[Collected data]

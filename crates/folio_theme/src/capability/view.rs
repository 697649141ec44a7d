//! Render output of variant components

use crate::intensity::IntensityParameterTable;
use crate::state::ThemeState;
use crate::variant::{IntensityLevel, PresentationVariant};
use smallvec::SmallVec;

/// Theme inputs available to every component during a render pass
#[derive(Clone, Copy, Debug)]
pub struct RenderContext {
    pub variant: PresentationVariant,
    pub parameters: &'static IntensityParameterTable,
}

impl RenderContext {
    pub fn new(variant: PresentationVariant, intensity: IntensityLevel) -> Self {
        Self {
            variant,
            parameters: intensity.parameters(),
        }
    }

    pub fn from_state(state: &ThemeState) -> Self {
        Self::new(state.variant, state.intensity)
    }
}

/// Visual parameters a renderer applies to a node
#[derive(Clone, Copy, Debug, Default, PartialEq)]
pub struct StyleHints {
    pub blur_radius: f32,
    pub fill_opacity: f32,
    pub border_alpha: f32,
    pub shadow_depth: f32,
    pub corner_radius: f32,
}

impl StyleHints {
    /// Opaque surface with a hairline border
    pub fn classic(corner_radius: f32) -> Self {
        Self {
            blur_radius: 0.0,
            fill_opacity: 1.0,
            border_alpha: 1.0,
            shadow_depth: 2.0,
            corner_radius,
        }
    }

    /// Frosted surface at rest for the given intensity
    pub fn glass(parameters: &IntensityParameterTable, corner_radius: f32) -> Self {
        Self {
            blur_radius: parameters.blur_radius,
            fill_opacity: parameters.base_opacity,
            border_alpha: parameters.border_alpha,
            shadow_depth: parameters.shadow_depth,
            corner_radius,
        }
    }
}

/// Variant-agnostic description of a mounted component
#[derive(Clone, Debug, PartialEq)]
pub struct ViewNode {
    pub capability: &'static str,
    pub implementation: &'static str,
    pub variant: PresentationVariant,
    pub style: StyleHints,
    /// Visible text, in reading order
    pub text: SmallVec<[String; 4]>,
    pub disabled: bool,
    pub children: Vec<ViewNode>,
}

impl ViewNode {
    pub fn new(
        capability: &'static str,
        implementation: &'static str,
        variant: PresentationVariant,
        style: StyleHints,
    ) -> Self {
        Self {
            capability,
            implementation,
            variant,
            style,
            text: SmallVec::new(),
            disabled: false,
            children: Vec::new(),
        }
    }

    pub fn text(mut self, text: impl Into<String>) -> Self {
        self.text.push(text.into());
        self
    }

    pub fn disabled(mut self, disabled: bool) -> Self {
        self.disabled = disabled;
        self
    }

    pub fn child(mut self, child: ViewNode) -> Self {
        self.children.push(child);
        self
    }

    /// Whether any text slot of this node or its descendants contains `needle`
    pub fn contains_text(&self, needle: &str) -> bool {
        self.text.iter().any(|t| t.contains(needle))
            || self.children.iter().any(|c| c.contains_text(needle))
    }
}
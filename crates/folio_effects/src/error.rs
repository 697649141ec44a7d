//! Effect configuration errors

use thiserror::Error;

#[derive(Error, Debug, Clone, PartialEq)]
pub enum EffectError {
    #[error("max_instances must be at least 1")]
    ZeroCapacity,

    #[error("ttl_ms must be at least 1")]
    ZeroTtl,

    #[error("auto_interval_ms must be at least 1 in auto mode")]
    ZeroAutoInterval,

    #[error("unknown effect kind {0:?} (expected ripple, droplet or shimmer-sweep)")]
    UnknownKind(String),

    #[error("unknown trigger mode {0:?} (expected hover, click or auto)")]
    UnknownMode(String),

    #[error("incidental magnitude range {min}..={max} must satisfy 0 <= min <= max <= 1")]
    MagnitudeRange { min: f32, max: f32 },

    #[error("surface bounds {width}x{height} must be finite and non-negative")]
    InvalidBounds { width: f32, height: f32 },
}
//! Variant component resolution
//!
//! Every UI role a screen can mount (a book card, the search box, ...) is a
//! [`Capability`] with exactly one `Props` type. Both presentation variants
//! implement [`Component`] for that capability, so their prop contracts
//! cannot diverge. The [`CAPABILITIES`] table is generated by the
//! `capabilities!` macro with one [`VariantPair`] per capability; leaving out
//! an implementation is a compile error.
//!
//! ```rust
//! use folio_theme::capability::{resolve, BookCard, BookCardProps, RenderContext};
//! use folio_theme::{IntensityLevel, PresentationVariant};
//!
//! let cx = RenderContext::new(PresentationVariant::Glass, IntensityLevel::Heavy);
//! let card = resolve::<BookCard>(cx.variant);
//! let node = card.render(&BookCardProps::new("Dune", "Frank Herbert"), &cx);
//! assert_eq!(node.capability, "BookCard");
//! assert!(node.style.blur_radius > 0.0);
//! ```
//!
//! For name-based lookups (routing tables, debugging tools) the table is
//! mirrored by a string-keyed [`CapabilityRegistry`], see [`registry`].

use crate::variant::PresentationVariant;

/// A named UI role with a single prop contract shared by both variants
pub trait Capability: 'static {
    const NAME: &'static str;
    type Props;
}

/// One variant's implementation of capability `C`
pub trait Component<C: Capability>: Sync {
    /// Stable implementation name, unique across the table
    fn implementation(&self) -> &'static str;

    fn render(&self, props: &C::Props, cx: &RenderContext) -> ViewNode;
}

/// The two implementations of one capability
pub struct VariantPair<C: Capability> {
    pub classic: &'static dyn Component<C>,
    pub glass: &'static dyn Component<C>,
}

impl<C: Capability> Clone for VariantPair<C> {
    fn clone(&self) -> Self {
        *self
    }
}

impl<C: Capability> Copy for VariantPair<C> {}

impl<C: Capability> VariantPair<C> {
    /// Implementation for `variant`; always the same reference for the same input
    pub fn resolve(&self, variant: PresentationVariant) -> &'static dyn Component<C> {
        match variant {
            PresentationVariant::Classic => self.classic,
            PresentationVariant::Glass => self.glass,
        }
    }

    pub fn handle(&self, variant: PresentationVariant) -> ImplementationHandle {
        ImplementationHandle {
            capability: C::NAME,
            variant,
            implementation: self.resolve(variant).implementation(),
        }
    }
}

/// Capabilities that have an entry in [`CAPABILITIES`]
pub trait Registered: Capability + Sized {
    fn pair() -> &'static VariantPair<Self>;
}

/// Implementation of capability `C` for `variant`
pub fn resolve<C: Registered>(variant: PresentationVariant) -> &'static dyn Component<C> {
    C::pair().resolve(variant)
}

/// Build the static capability table
///
/// Each entry names the table field, the capability type, and the classic
/// and glass implementations.
macro_rules! capabilities {
    ($(
        $field:ident : $cap:ty => { classic: $classic:expr, glass: $glass:expr $(,)? }
    ),* $(,)?) => {
        /// Every capability with its classic and glass implementation
        pub struct CapabilityTable {
            $( pub $field: $crate::capability::VariantPair<$cap>, )*
        }

        /// The application's capability table, fixed at compile time
        pub static CAPABILITIES: CapabilityTable = CapabilityTable {
            $(
                $field: $crate::capability::VariantPair {
                    classic: &$classic,
                    glass: &$glass,
                },
            )*
        };

        impl CapabilityTable {
            /// Capability names in declaration order
            pub const NAMES: &'static [&'static str] =
                &[$( <$cap as $crate::capability::Capability>::NAME ),*];

            pub(crate) fn build_registry(&self) -> $crate::capability::CapabilityRegistry {
                let mut registry = $crate::capability::CapabilityRegistry::new();
                $( registry.insert_pair(&self.$field); )*
                registry
            }
        }

        $(
            impl $crate::capability::Registered for $cap {
                fn pair() -> &'static $crate::capability::VariantPair<Self> {
                    &CAPABILITIES.$field
                }
            }
        )*
    };
}

mod components;
mod registry;
mod view;

pub use components::*;
pub use registry::{registry, CapabilityRegistry, ImplementationHandle};
pub use view::{RenderContext, StyleHints, ViewNode};
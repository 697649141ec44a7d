//! Theme state store
//!
//! [`ThemeStore`] is an explicitly constructed object owned by the app root
//! and passed by reference to whatever reads or changes the theme. It is the
//! only writer of [`ThemeState`].
//!
//! Lifecycle:
//!
//! 1. [`ThemeStore::pending`] (or [`ThemeStore::initialize`], which also
//!    hydrates). With persistence enabled the store starts in the loading
//!    state and every setter is a no-op that returns [`Update::NotReady`].
//! 2. [`ThemeStore::hydrate`] / [`ThemeStore::complete_hydration`] apply any
//!    valid persisted values and clear the loading flag for good.
//! 3. Setters validate, apply, notify listeners and write through to the
//!    persistence adapter.
//! 4. [`ThemeStore::dispose`] drops listeners and the adapter.

use crate::error::ThemeError;
use crate::intensity::IntensityParameterTable;
use crate::persistence::{PersistedTheme, PersistenceAdapter};
use crate::variant::{IntensityLevel, PresentationVariant};
use folio_core::{ListenerId, Listeners};
use serde::{Deserialize, Serialize};

/// Snapshot of the theme runtime
#[derive(Clone, Copy, Debug, PartialEq, Eq)]
pub struct ThemeState {
    pub variant: PresentationVariant,
    pub intensity: IntensityLevel,
    /// True only until the initial hydrate completes
    pub is_loading: bool,
}

impl ThemeState {
    /// Glass parameters for the current intensity
    pub fn parameters(&self) -> &'static IntensityParameterTable {
        self.intensity.parameters()
    }

    /// Glass parameters, only when the glass variant is active
    pub fn glass_parameters(&self) -> Option<&'static IntensityParameterTable> {
        self.variant.is_glass().then(|| self.parameters())
    }
}

/// Values supplied at initialization and restored by `reset_to_default`
#[derive(Clone, Copy, Debug, Default, PartialEq, Eq, Serialize, Deserialize)]
pub struct ThemeDefaults {
    pub variant: PresentationVariant,
    pub intensity: IntensityLevel,
}

impl ThemeDefaults {
    pub fn new(variant: PresentationVariant, intensity: IntensityLevel) -> Self {
        Self { variant, intensity }
    }
}
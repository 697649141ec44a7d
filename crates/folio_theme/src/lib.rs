//! Folio Theme Runtime
//!
//! Presentation-mode state for the Folio library client: which of the two
//! interchangeable variants is active, how strong the glass effects are,
//! where those preferences are persisted, and which concrete component
//! implementation each screen should mount.
//!
//! # Overview
//!
//! - [`ThemeStore`]: owns [`ThemeState`] with validated setters, a one-way
//!   loading flag, change listeners and write-through persistence
//! - [`resolve_intensity`]: pure mapping from [`IntensityLevel`] to an
//!   [`IntensityParameterTable`]
//! - [`PersistenceAdapter`]: load/save boundary with key-value backends
//!   ([`MemoryStore`], [`TomlFileStore`])
//! - [`capability`]: per-variant component tables checked at compile time,
//!   mirrored by a string-keyed [`CapabilityRegistry`]
//!
//! # Quick Start
//!
//! ```rust
//! use folio_theme::{
//!     IntensityLevel, KeyValuePersistence, MemoryStore, PresentationVariant, ThemeDefaults,
//!     ThemeStore,
//! };
//!
//! let defaults = ThemeDefaults::new(PresentationVariant::Classic, IntensityLevel::Medium);
//! let storage = KeyValuePersistence::new(MemoryStore::new());
//! let mut store = ThemeStore::initialize(defaults, Some(Box::new(storage)));
//!
//! assert!(!store.is_loading());
//! store.toggle_variant();
//! assert_eq!(store.variant(), PresentationVariant::Glass);
//!
//! // Unknown ids are rejected and the previous value is kept
//! assert!(!store.set_intensity_named("invalid-value").is_applied());
//! assert_eq!(store.intensity(), IntensityLevel::Medium);
//! ```

pub mod capability;
pub mod config;
pub mod error;
pub mod intensity;
pub mod persistence;
pub mod state;
pub mod variant;

pub use capability::{
    registry, resolve, Capability, CapabilityRegistry, CapabilityTable, Component,
    ImplementationHandle, RenderContext, StyleHints, VariantPair, ViewNode, CAPABILITIES,
};
pub use config::ThemeConfig;
pub use error::{ConfigError, PersistenceError, ThemeError};
pub use intensity::{resolve as resolve_intensity, IntensityParameterTable};
pub use persistence::{
    KeyValuePersistence, KeyValueStore, MemoryStore, PersistedTheme, PersistenceAdapter,
    TomlFileStore, INTENSITY_KEY, VARIANT_KEY,
};
pub use state::{ThemeDefaults, ThemeState, ThemeStore, Update};
pub use variant::{IntensityLevel, PresentationVariant};
//! Presentation variants and intensity levels

use crate::error::ThemeError;
use crate::intensity::{self, IntensityParameterTable};
use serde::{Deserialize, Serialize};
use std::fmt::{Display, Formatter};
use std::str::FromStr;

/// One of the two mutually exclusive presentation modes.
#[derive(Clone, Copy, Debug, Default, PartialEq, Eq, Hash, Serialize, Deserialize)]
pub enum PresentationVariant {
    /// Flat, opaque surfaces.
    #[default]
    #[serde(rename = "classic")]
    Classic,
    /// Frosted glass surfaces driven by [`IntensityLevel`].
    #[serde(rename = "liquid-glass")]
    Glass,
}

impl PresentationVariant {
    /// Stable id for storage and config.
    pub fn id(self) -> &'static str {
        match self {
            Self::Classic => "classic",
            Self::Glass => "liquid-glass",
        }
    }

    /// User-facing display name.
    pub fn display_name(self) -> &'static str {
        match self {
            Self::Classic => "Classic",
            Self::Glass => "Liquid Glass",
        }
    }

    pub fn all() -> &'static [PresentationVariant] {
        const VARIANTS: [PresentationVariant; 2] =
            [PresentationVariant::Classic, PresentationVariant::Glass];
        &VARIANTS
    }

    /// The other variant.
    pub fn toggle(self) -> Self {
        match self {
            Self::Classic => Self::Glass,
            Self::Glass => Self::Classic,
        }
    }

    pub fn is_glass(self) -> bool {
        self == Self::Glass
    }

    /// Dense index, used for per-variant tables.
    pub(crate) fn index(self) -> usize {
        match self {
            Self::Classic => 0,
            Self::Glass => 1,
        }
    }
}

impl FromStr for PresentationVariant {
    type Err = ThemeError;

    fn from_str(s: &str) -> Result<Self, Self::Err> {
        match s.trim().to_ascii_lowercase().as_str() {
            "classic" => Ok(Self::Classic),
            "liquid-glass" => Ok(Self::Glass),
            _ => Err(ThemeError::UnknownVariant(s.to_string())),
        }
    }
}

impl Display for PresentationVariant {
    fn fmt(&self, f: &mut Formatter<'_>) -> std::fmt::Result {
        f.write_str(self.id())
    }
}

/// Visual strength of glass effects, weakest first.
#[derive(
    Clone, Copy, Debug, Default, PartialEq, Eq, PartialOrd, Ord, Hash, Serialize, Deserialize,
)]
#[serde(rename_all = "kebab-case")]
pub enum IntensityLevel {
    Whisper,
    Light,
    #[default]
    Medium,
    Heavy,
    Extreme,
}

impl IntensityLevel {
    pub fn id(self) -> &'static str {
        match self {
            Self::Whisper => "whisper",
            Self::Light => "light",
            Self::Medium => "medium",
            Self::Heavy => "heavy",
            Self::Extreme => "extreme",
        }
    }

    pub fn display_name(self) -> &'static str {
        match self {
            Self::Whisper => "Whisper",
            Self::Light => "Light",
            Self::Medium => "Medium",
            Self::Heavy => "Heavy",
            Self::Extreme => "Extreme",
        }
    }

    pub fn all() -> &'static [IntensityLevel] {
        const LEVELS: [IntensityLevel; 5] = [
            IntensityLevel::Whisper,
            IntensityLevel::Light,
            IntensityLevel::Medium,
            IntensityLevel::Heavy,
            IntensityLevel::Extreme,
        ];
        &LEVELS
    }

    /// Parameter table for this level.
    pub fn parameters(self) -> &'static IntensityParameterTable {
        intensity::resolve(self)
    }

    pub(crate) fn index(self) -> usize {
        self as usize
    }
}

impl FromStr for IntensityLevel {
    type Err = ThemeError;

    fn from_str(s: &str) -> Result<Self, Self::Err> {
        let normalized = s.trim().to_ascii_lowercase();
        Self::all()
            .iter()
            .copied()
            .find(|level| level.id() == normalized)
            .ok_or_else(|| ThemeError::UnknownIntensity(s.to_string()))
    }
}

impl Display for IntensityLevel {
    fn fmt(&self, f: &mut Formatter<'_>) -> std::fmt::Result {
        f.write_str(self.id())
    }
}
//! Pointer events
//!
//! The input vocabulary delivered by the host to interactive surfaces.
//! Coordinates are surface-local pixels.

use crate::clock::Timestamp;
use crate::fsm::EventId;

/// Event ids used by interaction state machines
pub mod event_types {
    use crate::fsm::EventId;

    pub const POINTER_ENTER: EventId = 1;
    pub const POINTER_LEAVE: EventId = 2;
    pub const POINTER_MOVE: EventId = 3;
    pub const CLICK: EventId = 4;
    /// Synthetic event sent when a cooldown window has elapsed
    pub const COOLDOWN_ELAPSED: EventId = 10;
    /// Synthetic event sent when a surface is torn down
    pub const UNMOUNT: EventId = 11;
}

#[derive(Clone, Copy, Debug, PartialEq, Eq, Hash)]
pub enum PointerKind {
    Enter,
    Leave,
    Move,
    Click,
}

impl PointerKind {
    /// State machine event for this pointer kind
    pub fn event_id(self) -> EventId {
        match self {
            PointerKind::Enter => event_types::POINTER_ENTER,
            PointerKind::Leave => event_types::POINTER_LEAVE,
            PointerKind::Move => event_types::POINTER_MOVE,
            PointerKind::Click => event_types::CLICK,
        }
    }
}

/// A pointer event with its position and arrival time
#[derive(Clone, Copy, Debug, PartialEq)]
pub struct PointerEvent {
    pub kind: PointerKind,
    pub x: f32,
    pub y: f32,
    pub timestamp: Timestamp,
}

impl PointerEvent {
    pub fn new(kind: PointerKind, x: f32, y: f32, timestamp: Timestamp) -> Self {
        Self {
            kind,
            x,
            y,
            timestamp,
        }
    }

    pub fn enter(x: f32, y: f32, timestamp: Timestamp) -> Self {
        Self::new(PointerKind::Enter, x, y, timestamp)
    }

    pub fn leave(x: f32, y: f32, timestamp: Timestamp) -> Self {
        Self::new(PointerKind::Leave, x, y, timestamp)
    }

    pub fn moved(x: f32, y: f32, timestamp: Timestamp) -> Self {
        Self::new(PointerKind::Move, x, y, timestamp)
    }

    pub fn click(x: f32, y: f32, timestamp: Timestamp) -> Self {
        Self::new(PointerKind::Click, x, y, timestamp)
    }

    pub fn event_id(&self) -> EventId {
        self.kind.event_id()
    }
}
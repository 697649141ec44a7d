//! Folio Effect Scheduler
//!
//! Ephemeral, interaction-triggered visual effects (ripples, fog droplets,
//! shimmer sweeps) for glass surfaces.
//!
//! Each mounted [`EffectSurface`] owns:
//!
//! - a [`TriggerController`] turning pointer events into spawn requests,
//!   throttled per pointer-move stream
//! - an [`EffectRegistry`] capped at `max_instances` with FIFO eviction, where
//!   every instance carries a cancellable expiration timer
//! - the Auto-mode interval, when the surface spawns ambient effects
//!
//! Time is always passed in explicitly, so the host drives the surface from
//! its own event loop and tests drive it with fixed timestamps.
//!
//! # Example
//!
//! ```rust
//! use folio_core::PointerEvent;
//! use folio_effects::{Bounds, EffectConfig, EffectSurface};
//! use folio_theme::{resolve_intensity, IntensityLevel};
//!
//! let bounds = Bounds::new(200.0, 120.0);
//! let mut surface = EffectSurface::seeded(EffectConfig::ripple(), bounds, 0, 1)?;
//!
//! surface.handle_pointer(&PointerEvent::enter(10.0, 10.0, 0));
//! assert!(surface.handle_pointer(&PointerEvent::moved(12.0, 10.0, 16)).is_some());
//! // Inside the throttle window
//! assert!(surface.handle_pointer(&PointerEvent::moved(14.0, 10.0, 32)).is_none());
//!
//! let frame = surface.frame(100, resolve_intensity(IntensityLevel::Medium));
//! assert_eq!(frame.len(), 1);
//!
//! surface.dispose();
//! assert_eq!(surface.pending_timers(), 0);
//! # Ok::<(), folio_effects::EffectError>(())
//! ```

pub mod config;
pub mod easing;
pub mod error;
pub mod instance;
pub mod registry;
pub mod surface;
pub mod trigger;

pub use config::{EffectConfig, MagnitudeRange, DEFAULT_AUTO_INTERVAL_MS, DEFAULT_THROTTLE_MS};
pub use easing::Easing;
pub use error::EffectError;
pub use instance::{EffectId, EffectInstance, EffectKind};
pub use registry::EffectRegistry;
pub use surface::{Bounds, EffectSurface, RenderedEffect, TickReport};
pub use trigger::{SpawnRequest, TriggerController, TriggerMode, TriggerSource};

-- What you should do --
Please copy exactly the lines from the first line of the records above through the line containing "a render pass", including both, and nothing more.

-- Output of the task --
filename crates/folio_theme/src/capability/view.rs
repository 697649141ec44a7d
//! Render output of variant components

use crate::intensity::IntensityParameterTable;
use crate::state::ThemeState;
use crate::variant::{IntensityLevel, PresentationVariant};
use smallvec::SmallVec;

/// Theme inputs available to every component during a render pass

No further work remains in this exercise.